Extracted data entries
+---+
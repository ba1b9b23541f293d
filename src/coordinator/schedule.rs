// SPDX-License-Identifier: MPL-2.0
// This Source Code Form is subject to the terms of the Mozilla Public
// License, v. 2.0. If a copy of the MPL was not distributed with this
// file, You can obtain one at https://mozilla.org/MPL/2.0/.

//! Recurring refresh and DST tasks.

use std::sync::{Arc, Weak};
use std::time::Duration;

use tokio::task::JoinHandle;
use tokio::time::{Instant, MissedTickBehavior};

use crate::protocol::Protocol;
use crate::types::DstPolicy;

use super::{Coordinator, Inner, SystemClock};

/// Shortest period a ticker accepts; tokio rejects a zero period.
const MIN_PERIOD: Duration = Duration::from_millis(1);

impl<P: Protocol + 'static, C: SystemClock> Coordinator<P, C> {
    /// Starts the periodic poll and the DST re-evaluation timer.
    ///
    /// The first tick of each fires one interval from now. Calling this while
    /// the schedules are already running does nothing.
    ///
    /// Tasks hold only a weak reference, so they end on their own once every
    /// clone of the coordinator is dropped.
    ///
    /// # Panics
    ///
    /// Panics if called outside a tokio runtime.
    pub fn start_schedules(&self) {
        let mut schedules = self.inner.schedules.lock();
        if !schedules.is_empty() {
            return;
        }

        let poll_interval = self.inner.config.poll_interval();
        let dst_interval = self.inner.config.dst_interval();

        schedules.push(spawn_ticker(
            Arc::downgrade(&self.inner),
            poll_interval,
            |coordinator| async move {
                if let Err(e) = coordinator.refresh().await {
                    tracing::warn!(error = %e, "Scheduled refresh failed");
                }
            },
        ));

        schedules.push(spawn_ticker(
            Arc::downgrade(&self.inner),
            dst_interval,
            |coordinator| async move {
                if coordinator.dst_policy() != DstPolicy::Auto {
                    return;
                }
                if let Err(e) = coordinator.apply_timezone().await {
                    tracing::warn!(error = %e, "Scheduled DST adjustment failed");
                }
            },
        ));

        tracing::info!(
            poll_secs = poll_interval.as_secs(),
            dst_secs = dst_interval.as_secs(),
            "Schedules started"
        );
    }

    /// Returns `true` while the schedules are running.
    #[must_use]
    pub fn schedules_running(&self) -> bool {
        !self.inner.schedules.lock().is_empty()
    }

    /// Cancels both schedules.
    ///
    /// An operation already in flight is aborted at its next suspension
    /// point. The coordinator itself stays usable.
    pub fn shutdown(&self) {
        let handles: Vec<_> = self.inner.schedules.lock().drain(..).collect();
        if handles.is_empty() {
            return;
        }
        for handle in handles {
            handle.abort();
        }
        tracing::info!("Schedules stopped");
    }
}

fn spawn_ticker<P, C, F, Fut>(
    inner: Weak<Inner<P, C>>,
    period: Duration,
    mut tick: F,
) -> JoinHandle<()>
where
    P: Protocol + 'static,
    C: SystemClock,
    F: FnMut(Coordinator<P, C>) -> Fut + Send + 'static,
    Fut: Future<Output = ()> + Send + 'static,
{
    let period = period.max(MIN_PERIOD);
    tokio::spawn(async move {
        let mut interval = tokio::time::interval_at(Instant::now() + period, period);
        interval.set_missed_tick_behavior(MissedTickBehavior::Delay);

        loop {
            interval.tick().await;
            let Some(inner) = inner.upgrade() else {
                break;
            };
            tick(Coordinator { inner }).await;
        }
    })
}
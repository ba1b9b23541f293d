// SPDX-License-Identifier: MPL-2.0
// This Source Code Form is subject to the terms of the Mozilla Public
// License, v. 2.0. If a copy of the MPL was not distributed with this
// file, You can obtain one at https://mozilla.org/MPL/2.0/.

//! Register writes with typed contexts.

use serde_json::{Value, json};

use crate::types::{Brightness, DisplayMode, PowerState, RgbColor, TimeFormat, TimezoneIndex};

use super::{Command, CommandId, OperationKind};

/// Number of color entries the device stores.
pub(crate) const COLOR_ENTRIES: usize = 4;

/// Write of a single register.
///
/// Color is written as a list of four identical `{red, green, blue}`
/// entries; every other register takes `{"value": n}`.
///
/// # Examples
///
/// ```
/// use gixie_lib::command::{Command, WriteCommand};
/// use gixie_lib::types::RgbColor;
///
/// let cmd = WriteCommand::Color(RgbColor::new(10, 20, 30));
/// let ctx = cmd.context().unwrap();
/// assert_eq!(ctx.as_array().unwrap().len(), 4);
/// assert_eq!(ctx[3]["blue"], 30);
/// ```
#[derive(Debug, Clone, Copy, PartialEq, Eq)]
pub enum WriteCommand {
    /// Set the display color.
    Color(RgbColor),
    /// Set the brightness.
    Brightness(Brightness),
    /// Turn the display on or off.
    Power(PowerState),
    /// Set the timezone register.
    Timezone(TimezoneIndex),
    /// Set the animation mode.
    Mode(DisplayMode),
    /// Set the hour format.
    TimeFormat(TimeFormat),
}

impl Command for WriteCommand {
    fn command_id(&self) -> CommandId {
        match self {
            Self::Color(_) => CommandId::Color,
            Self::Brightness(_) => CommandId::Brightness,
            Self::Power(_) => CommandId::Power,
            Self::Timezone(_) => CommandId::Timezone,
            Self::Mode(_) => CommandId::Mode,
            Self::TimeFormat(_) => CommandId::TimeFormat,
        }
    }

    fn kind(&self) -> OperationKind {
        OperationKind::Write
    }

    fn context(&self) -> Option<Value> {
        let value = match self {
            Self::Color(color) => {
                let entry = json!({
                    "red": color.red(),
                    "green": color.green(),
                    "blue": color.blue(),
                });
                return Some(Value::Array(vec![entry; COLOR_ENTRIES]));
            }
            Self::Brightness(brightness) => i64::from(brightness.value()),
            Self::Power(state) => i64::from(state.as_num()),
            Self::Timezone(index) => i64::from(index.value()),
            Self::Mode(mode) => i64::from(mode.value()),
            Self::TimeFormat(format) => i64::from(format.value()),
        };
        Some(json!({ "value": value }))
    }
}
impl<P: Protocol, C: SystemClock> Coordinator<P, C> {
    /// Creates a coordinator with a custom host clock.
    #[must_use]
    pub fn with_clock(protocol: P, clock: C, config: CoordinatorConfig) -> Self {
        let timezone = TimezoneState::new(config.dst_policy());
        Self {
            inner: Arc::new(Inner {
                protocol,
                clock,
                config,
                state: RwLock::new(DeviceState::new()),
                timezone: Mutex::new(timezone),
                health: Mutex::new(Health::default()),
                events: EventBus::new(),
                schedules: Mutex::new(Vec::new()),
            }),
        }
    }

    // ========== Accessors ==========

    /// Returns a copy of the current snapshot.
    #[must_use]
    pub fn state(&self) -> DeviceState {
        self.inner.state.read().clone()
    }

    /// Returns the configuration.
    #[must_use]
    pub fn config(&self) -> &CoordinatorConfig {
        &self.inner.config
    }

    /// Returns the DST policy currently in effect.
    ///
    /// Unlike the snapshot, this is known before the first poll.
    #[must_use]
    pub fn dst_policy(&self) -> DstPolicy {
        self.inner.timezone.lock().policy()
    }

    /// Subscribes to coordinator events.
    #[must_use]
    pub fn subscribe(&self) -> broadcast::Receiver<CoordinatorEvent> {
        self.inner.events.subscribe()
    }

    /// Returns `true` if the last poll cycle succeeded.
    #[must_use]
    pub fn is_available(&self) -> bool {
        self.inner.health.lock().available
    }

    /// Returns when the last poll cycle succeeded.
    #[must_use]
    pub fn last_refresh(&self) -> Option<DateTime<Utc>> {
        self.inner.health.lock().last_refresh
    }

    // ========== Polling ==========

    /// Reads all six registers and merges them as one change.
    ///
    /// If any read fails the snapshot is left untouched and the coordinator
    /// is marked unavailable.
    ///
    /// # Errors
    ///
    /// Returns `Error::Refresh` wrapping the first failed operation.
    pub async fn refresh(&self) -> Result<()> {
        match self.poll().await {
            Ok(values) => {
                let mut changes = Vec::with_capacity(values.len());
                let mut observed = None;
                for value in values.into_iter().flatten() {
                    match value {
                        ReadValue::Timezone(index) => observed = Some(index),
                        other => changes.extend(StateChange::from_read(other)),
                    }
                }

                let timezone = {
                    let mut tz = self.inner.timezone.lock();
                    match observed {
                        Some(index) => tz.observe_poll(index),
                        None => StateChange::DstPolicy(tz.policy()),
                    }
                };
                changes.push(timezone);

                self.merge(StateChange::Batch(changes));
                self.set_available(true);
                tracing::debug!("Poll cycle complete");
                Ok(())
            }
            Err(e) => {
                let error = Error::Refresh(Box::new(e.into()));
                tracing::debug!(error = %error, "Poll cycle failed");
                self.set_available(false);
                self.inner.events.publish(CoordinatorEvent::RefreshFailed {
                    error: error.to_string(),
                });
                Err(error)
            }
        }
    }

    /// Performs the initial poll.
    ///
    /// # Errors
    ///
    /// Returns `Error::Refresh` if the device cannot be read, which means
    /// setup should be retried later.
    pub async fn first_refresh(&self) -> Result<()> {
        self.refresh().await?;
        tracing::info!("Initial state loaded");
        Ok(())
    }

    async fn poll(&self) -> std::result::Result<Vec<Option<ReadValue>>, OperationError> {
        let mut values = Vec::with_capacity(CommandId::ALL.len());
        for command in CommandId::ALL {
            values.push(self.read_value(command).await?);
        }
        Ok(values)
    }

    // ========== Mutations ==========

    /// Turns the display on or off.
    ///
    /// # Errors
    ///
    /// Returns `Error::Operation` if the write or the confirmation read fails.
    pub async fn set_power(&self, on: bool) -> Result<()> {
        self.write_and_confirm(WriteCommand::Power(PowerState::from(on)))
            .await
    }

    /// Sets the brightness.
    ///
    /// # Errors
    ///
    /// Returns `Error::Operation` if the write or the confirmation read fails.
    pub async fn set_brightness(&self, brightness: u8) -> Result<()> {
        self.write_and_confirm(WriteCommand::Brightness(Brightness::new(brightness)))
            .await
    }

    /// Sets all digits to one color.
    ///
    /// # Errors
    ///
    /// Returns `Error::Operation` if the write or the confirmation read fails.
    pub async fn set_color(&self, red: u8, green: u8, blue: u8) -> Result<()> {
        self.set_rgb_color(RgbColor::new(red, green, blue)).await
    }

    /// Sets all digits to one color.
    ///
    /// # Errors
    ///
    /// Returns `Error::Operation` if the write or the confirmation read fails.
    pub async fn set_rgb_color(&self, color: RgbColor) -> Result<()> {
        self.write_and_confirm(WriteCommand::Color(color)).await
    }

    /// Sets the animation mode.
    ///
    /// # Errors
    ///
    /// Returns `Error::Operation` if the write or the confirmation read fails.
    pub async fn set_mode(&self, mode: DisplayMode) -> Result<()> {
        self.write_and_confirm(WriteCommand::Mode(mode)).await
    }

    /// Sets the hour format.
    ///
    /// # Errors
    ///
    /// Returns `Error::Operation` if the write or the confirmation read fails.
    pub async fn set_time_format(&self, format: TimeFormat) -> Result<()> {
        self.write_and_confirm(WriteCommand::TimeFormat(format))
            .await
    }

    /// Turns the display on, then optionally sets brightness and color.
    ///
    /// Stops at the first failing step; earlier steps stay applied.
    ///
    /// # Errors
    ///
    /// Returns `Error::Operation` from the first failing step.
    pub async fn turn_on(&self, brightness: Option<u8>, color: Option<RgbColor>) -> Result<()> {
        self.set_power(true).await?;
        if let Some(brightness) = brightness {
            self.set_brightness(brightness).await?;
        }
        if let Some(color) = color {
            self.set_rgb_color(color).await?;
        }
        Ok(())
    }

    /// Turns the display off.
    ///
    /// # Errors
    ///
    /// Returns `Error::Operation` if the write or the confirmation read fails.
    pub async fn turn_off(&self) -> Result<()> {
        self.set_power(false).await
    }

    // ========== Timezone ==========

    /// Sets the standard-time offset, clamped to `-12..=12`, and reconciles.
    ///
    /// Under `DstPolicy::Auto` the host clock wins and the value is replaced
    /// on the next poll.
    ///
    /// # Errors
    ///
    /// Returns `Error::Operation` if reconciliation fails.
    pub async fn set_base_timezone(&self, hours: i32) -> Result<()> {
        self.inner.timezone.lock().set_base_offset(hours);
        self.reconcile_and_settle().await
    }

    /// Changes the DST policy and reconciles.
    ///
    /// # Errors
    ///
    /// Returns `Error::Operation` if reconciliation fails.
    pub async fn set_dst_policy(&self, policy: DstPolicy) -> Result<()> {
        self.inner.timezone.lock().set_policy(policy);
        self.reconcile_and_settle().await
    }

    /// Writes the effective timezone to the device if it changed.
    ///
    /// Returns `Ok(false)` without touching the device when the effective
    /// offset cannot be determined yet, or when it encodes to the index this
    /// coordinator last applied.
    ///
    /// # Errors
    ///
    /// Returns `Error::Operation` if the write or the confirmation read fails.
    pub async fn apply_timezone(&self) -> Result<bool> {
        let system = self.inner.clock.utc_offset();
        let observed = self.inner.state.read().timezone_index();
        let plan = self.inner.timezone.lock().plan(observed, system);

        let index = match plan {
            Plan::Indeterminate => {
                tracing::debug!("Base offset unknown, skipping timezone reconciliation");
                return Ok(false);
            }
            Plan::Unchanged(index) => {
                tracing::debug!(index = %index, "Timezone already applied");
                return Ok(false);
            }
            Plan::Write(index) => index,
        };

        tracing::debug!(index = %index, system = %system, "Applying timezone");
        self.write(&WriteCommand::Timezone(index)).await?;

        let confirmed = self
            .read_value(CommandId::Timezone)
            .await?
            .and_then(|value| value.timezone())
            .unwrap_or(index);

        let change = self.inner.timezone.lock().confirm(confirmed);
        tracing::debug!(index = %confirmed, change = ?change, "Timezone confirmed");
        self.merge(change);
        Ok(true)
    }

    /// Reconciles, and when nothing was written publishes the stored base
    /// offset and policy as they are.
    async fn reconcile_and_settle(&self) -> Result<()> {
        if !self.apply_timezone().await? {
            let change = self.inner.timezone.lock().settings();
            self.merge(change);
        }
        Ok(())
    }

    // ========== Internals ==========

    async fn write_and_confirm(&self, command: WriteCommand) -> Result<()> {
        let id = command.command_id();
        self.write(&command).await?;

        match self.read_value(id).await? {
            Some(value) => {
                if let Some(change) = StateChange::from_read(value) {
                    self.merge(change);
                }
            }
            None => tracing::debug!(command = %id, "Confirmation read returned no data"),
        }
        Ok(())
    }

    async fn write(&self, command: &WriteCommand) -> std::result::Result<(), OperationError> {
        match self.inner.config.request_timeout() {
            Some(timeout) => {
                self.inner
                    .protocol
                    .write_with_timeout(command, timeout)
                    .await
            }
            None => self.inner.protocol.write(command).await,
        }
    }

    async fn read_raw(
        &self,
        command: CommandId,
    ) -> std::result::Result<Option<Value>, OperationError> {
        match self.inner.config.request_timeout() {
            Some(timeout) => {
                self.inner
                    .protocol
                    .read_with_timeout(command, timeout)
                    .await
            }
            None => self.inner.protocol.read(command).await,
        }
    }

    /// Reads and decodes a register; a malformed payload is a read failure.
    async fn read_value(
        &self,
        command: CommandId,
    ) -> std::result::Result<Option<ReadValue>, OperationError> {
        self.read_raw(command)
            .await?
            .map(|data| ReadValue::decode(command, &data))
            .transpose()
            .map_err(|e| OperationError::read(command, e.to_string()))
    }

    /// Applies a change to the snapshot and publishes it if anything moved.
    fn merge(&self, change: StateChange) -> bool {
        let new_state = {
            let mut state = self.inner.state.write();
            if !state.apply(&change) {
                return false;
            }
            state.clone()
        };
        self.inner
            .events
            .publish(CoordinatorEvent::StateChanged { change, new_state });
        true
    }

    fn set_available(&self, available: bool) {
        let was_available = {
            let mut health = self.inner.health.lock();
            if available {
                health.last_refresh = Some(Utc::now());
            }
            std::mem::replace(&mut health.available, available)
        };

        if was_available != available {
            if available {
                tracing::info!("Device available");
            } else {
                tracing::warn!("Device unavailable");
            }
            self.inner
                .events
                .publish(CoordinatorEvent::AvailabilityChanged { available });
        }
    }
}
+---+
## Exercise goal
Exactly as they stand, please print the lines from the first line of the records above down to the line that includes "use std::time::Duration;", both of those included and no others.

## Finished exercise
repository ba1b9b23541f293d
filename src/coordinator/schedule.rs
// SPDX-License-Identifier: MPL-2.0
// This Source Code Form is subject to the terms of the Mozilla Public
// License, v. 2.0. If a copy of the MPL was not distributed with this
// file, You can obtain one at https://mozilla.org/MPL/2.0/.

//! Recurring refresh and DST tasks.

use std::sync::{Arc, Weak};
use std::time::Duration;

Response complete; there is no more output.